> Given records
//! Client configuration and builder
//!
//! [`ClientOptions`] carries every tunable with its default and can be
//! loaded from JSON (camelCase keys, all optional). [`ClientBuilder`] takes
//! endpoints, options and optional overrides (connector, reconnect strategy,
//! observability) and spawns the engine.
//!
//! # Examples
//!
//! ```rust,no_run
//! use ledgerlink_client::{ClientBuilder, ClientOptions};
//! use ledgerlink_core::ObservabilityConfig;
//!
//! # async fn example() -> ledgerlink_core::Result<()> {
//! // Built-in endpoint list, default options
//! let client = ClientBuilder::new().connect().await?;
//!
//! // Two endpoints, failover after two attempts, with logging
//! let options: ClientOptions = serde_json::from_str(r#"{"maxConnectionAttempts": 2}"#)?;
//! let client2 = ClientBuilder::new()
//!     .with_endpoints(["wss://one.example", "wss://two.example"])
//!     .with_options(options)
//!     .with_observability(ObservabilityConfig::logs_only("my-app"))
//!     .connect()
//!     .await?;
//! # Ok(())
//! # }
//! ```

use crate::connection_state::{ConnectionManager, EndpointList};
use crate::engine::{self, EngineParts};
use crate::events::EventBus;
use crate::metrics::ClientMetrics;
use crate::reconnect::{AttemptScaledBackoff, ReconnectionStrategy};
use crate::transport::{Connector, TungsteniteConnector};
use crate::LedgerClient;
use ledgerlink_core::{Error, FeePolicy, ObservabilityConfig, Result};
use serde::{Deserialize, Serialize};
use std::collections::HashMap;
use std::sync::Arc;
use std::time::Duration;

/// Client tunables
#[derive(Debug, Clone, PartialEq, Serialize, Deserialize)]
#[serde(default, rename_all = "camelCase")]
pub struct ClientOptions {
    /// A link must report open within this; also caps the reconnect delay
    pub connect_attempt_timeout_seconds: u64,
    /// Liveliness watchdog deadline
    pub assume_offline_after_seconds: u64,
    /// Attempts per endpoint before failing over; unlimited when unset or 0
    pub max_connection_attempts: Option<u32>,
    pub min_reconnect_delay_ms: u64,
    /// Fee used when the node reports no base fee
    pub fee_drops_default: f64,
    /// Larger fee estimates are discarded
    pub fee_drops_max: f64,
    /// Race every endpoint instead of trying them in order
    pub try_all_nodes: bool,
    /// Extra headers on the WebSocket upgrade request
    pub headers: HashMap<String, String>,
    /// Events buffered per subscriber before it starts skipping
    pub event_capacity: usize,
}

impl Default for ClientOptions {
    fn default() -> Self {
        let fees = FeePolicy::default();
        Self {
            connect_attempt_timeout_seconds: 4,
            assume_offline_after_seconds: 20,
            max_connection_attempts: None,
            min_reconnect_delay_ms: 1000,
            fee_drops_default: fees.default_drops,
            fee_drops_max: fees.max_drops,
            try_all_nodes: false,
            headers: HashMap::new(),
            event_capacity: 1024,
        }
    }
}

impl ClientOptions {
    pub fn connect_timeout(&self) -> Duration {
        Duration::from_secs(self.connect_attempt_timeout_seconds)
    }

    pub fn assume_offline_after(&self) -> Duration {
        Duration::from_secs(self.assume_offline_after_seconds)
    }

    pub fn min_reconnect_delay(&self) -> Duration {
        Duration::from_millis(self.min_reconnect_delay_ms)
    }

    pub fn fee_policy(&self) -> FeePolicy {
        FeePolicy {
            default_drops: self.fee_drops_default,
            max_drops: self.fee_drops_max,
        }
    }

    /// Per-endpoint attempt budget; `0` means no limit
    pub fn max_attempts(&self) -> Option<u32> {
        self.max_connection_attempts.filter(|max| *max > 0)
    }

    /// Backoff matching these options
    pub fn backoff(&self) -> AttemptScaledBackoff {
        let backoff = AttemptScaledBackoff::new(self.connect_timeout(), self.min_reconnect_delay());
        match self.max_attempts() {
            Some(max) => backoff.with_max_attempts(max),
            None => backoff,
        }
    }
}

/// Builder for configuring and spawning a [`LedgerClient`]
#[derive(Default)]
pub struct ClientBuilder {
    endpoints: Vec<String>,
    options: ClientOptions,
    connector: Option<Arc<dyn Connector>>,
    reconnect_strategy: Option<Box<dyn ReconnectionStrategy>>,
    observability_config: Option<ObservabilityConfig>,
    service_name: Option<String>,
    metrics: bool,
}

impl ClientBuilder {
    /// A builder using the built-in endpoint list
    pub fn new() -> Self {
        Self::default()
    }

    /// Add one endpoint
    pub fn with_endpoint(mut self, endpoint: impl Into<String>) -> Self {
        self.endpoints.push(endpoint.into());
        self
    }

    /// Add several endpoints, in order of preference
    pub fn with_endpoints<I, S>(mut self, endpoints: I) -> Self
    where
        I: IntoIterator<Item = S>,
        S: Into<String>,
    {
        self.endpoints.extend(endpoints.into_iter().map(Into::into));
        self
    }

    pub fn with_options(mut self, options: ClientOptions) -> Self {
        self.options = options;
        self
    }

    /// Open links through `connector` instead of real WebSockets
    pub fn with_connector(mut self, connector: impl Connector) -> Self {
        self.connector = Some(Arc::new(connector));
        self
    }

    /// Replace the backoff derived from the options
    pub fn with_reconnect(mut self, strategy: Box<dyn ReconnectionStrategy>) -> Self {
        self.reconnect_strategy = Some(strategy);
        self
    }

    /// Initialise logging/tracing/metrics export and record client metrics
    pub fn with_observability(mut self, config: ObservabilityConfig) -> Self {
        self.observability_config = Some(config);
        self.metrics = true;
        self
    }

    /// Record client metrics on whatever meter provider is installed
    pub fn with_metrics(mut self) -> Self {
        self.metrics = true;
        self
    }

    /// Set service name for observability (used if observability is enabled)
    pub fn service_name(mut self, name: impl Into<String>) -> Self {
        self.service_name = Some(name.into());
        self
    }

    /// Spawn the client; it starts connecting right away
    ///
    /// Must be called from within a Tokio runtime.
    pub async fn connect(self) -> Result<LedgerClient> {
        let mut service_name = self.service_name;
        if let Some(mut config) = self.observability_config {
            if let Some(name) = &service_name {
                config.service_name = name.clone();
            }
            service_name = Some(config.service_name.clone());
            ledgerlink_core::init_observability(config).map_err(|e| {
                Error::Internal(format!("Failed to initialize observability: {}", e))
            })?;
        }
        let metrics = self.metrics.then(|| {
            let name = service_name.unwrap_or_else(|| "ledgerlink".to_string());
            Arc::new(ClientMetrics::new(name))
        });

        let endpoints = EndpointList::new(&self.endpoints);
        tracing::info!(
            endpoints = endpoints.len(),
            first = %endpoints.current(),
            try_all_nodes = self.options.try_all_nodes,
            "starting client"
        );

        let strategy = self
            .reconnect_strategy
            .unwrap_or_else(|| Box::new(self.options.backoff()));
        let connector = self
            .connector
            .unwrap_or_else(|| Arc::new(TungsteniteConnector));
        let bus = EventBus::new(self.options.event_capacity);
        let connection = ConnectionManager::new(endpoints, self.options.max_attempts());

        let commands = engine::spawn(EngineParts {
            connector,
            options: self.options,
            connection,
            strategy,
            bus: Arc::clone(&bus),
            metrics,
        });
        Ok(LedgerClient::new(commands, bus))
    }
}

> What you should do
Report the lines above that contain "FeePolicy".

> Task solution
use ledgerlink_core::{Error, FeePolicy, ObservabilityConfig, Result};
        let fees = FeePolicy::default();
    pub fn fee_policy(&self) -> FeePolicy {
        FeePolicy {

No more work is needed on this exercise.